— Items from a data source —
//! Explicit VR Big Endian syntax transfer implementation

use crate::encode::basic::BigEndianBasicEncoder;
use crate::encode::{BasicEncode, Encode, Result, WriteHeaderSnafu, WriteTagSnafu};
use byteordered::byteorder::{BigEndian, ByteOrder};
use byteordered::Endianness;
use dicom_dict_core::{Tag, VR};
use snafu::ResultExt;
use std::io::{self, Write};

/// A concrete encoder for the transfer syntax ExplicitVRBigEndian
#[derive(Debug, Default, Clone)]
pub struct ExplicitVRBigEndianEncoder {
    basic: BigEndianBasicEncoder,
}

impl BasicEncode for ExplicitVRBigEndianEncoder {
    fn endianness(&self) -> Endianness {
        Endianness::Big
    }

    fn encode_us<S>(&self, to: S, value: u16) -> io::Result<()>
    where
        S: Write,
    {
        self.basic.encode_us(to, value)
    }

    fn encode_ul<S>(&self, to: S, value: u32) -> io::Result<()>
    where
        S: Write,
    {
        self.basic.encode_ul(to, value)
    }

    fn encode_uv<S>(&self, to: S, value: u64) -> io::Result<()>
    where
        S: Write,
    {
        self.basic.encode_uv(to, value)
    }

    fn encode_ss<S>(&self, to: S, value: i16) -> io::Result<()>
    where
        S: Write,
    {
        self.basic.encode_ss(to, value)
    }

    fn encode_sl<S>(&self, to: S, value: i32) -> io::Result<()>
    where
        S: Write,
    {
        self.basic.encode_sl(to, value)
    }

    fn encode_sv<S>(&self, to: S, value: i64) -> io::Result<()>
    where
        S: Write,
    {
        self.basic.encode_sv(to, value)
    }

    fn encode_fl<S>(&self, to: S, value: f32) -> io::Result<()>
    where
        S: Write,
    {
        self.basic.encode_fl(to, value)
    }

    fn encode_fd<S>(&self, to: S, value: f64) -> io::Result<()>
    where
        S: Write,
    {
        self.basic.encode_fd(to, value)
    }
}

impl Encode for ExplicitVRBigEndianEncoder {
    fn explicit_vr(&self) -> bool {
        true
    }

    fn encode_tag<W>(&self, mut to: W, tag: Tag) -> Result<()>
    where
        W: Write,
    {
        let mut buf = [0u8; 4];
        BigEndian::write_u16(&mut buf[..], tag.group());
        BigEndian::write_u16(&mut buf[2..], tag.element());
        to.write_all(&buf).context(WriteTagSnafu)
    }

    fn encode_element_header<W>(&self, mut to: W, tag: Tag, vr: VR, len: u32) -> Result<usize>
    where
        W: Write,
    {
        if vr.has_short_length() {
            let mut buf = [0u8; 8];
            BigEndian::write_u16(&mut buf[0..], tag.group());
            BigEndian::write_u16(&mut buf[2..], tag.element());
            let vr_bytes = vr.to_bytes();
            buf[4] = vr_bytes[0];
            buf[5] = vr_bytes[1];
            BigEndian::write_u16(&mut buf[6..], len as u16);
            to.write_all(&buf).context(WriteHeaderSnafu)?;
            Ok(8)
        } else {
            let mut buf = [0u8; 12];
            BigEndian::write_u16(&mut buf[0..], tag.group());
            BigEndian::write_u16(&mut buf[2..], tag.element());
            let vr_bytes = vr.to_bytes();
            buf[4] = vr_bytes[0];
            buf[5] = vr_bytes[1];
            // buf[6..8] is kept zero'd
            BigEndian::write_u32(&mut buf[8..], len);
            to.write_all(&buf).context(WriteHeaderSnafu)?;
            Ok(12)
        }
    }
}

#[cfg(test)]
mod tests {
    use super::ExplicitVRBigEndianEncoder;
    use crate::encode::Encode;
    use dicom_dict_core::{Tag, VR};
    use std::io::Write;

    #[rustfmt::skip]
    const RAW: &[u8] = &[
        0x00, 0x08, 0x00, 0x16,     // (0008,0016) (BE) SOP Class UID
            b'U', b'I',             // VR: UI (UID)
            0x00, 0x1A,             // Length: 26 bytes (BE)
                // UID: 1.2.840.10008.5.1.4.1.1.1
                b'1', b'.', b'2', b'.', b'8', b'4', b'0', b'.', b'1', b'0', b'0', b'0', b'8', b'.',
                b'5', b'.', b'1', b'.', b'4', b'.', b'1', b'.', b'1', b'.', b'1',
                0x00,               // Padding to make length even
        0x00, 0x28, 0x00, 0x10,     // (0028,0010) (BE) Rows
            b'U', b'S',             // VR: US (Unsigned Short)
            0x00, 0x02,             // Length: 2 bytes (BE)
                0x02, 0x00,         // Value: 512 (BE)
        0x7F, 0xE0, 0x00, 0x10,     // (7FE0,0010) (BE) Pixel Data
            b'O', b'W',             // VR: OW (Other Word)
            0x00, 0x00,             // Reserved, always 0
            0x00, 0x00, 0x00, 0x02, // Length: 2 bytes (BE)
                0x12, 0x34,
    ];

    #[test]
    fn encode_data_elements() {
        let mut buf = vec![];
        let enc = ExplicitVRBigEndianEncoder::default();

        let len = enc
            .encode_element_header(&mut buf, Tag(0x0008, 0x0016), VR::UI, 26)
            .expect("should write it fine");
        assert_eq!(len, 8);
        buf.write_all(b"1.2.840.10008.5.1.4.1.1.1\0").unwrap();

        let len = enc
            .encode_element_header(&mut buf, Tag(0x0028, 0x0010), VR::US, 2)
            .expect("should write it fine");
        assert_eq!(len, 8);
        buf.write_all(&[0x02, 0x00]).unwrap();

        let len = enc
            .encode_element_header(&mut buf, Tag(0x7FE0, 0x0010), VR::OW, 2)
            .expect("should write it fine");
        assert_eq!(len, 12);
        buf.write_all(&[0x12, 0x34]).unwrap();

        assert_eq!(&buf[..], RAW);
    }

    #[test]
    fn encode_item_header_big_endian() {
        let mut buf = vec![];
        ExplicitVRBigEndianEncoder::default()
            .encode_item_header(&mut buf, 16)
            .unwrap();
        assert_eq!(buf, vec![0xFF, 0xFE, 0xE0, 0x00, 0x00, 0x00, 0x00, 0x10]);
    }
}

— Task to carry out —
Your task is to return each line of the data above that contains the string "unwrap".

— Task answer —
        buf.write_all(b"1.2.840.10008.5.1.4.1.1.1\0").unwrap();
        buf.write_all(&[0x02, 0x00]).unwrap();
        buf.write_all(&[0x12, 0x34]).unwrap();
            .unwrap();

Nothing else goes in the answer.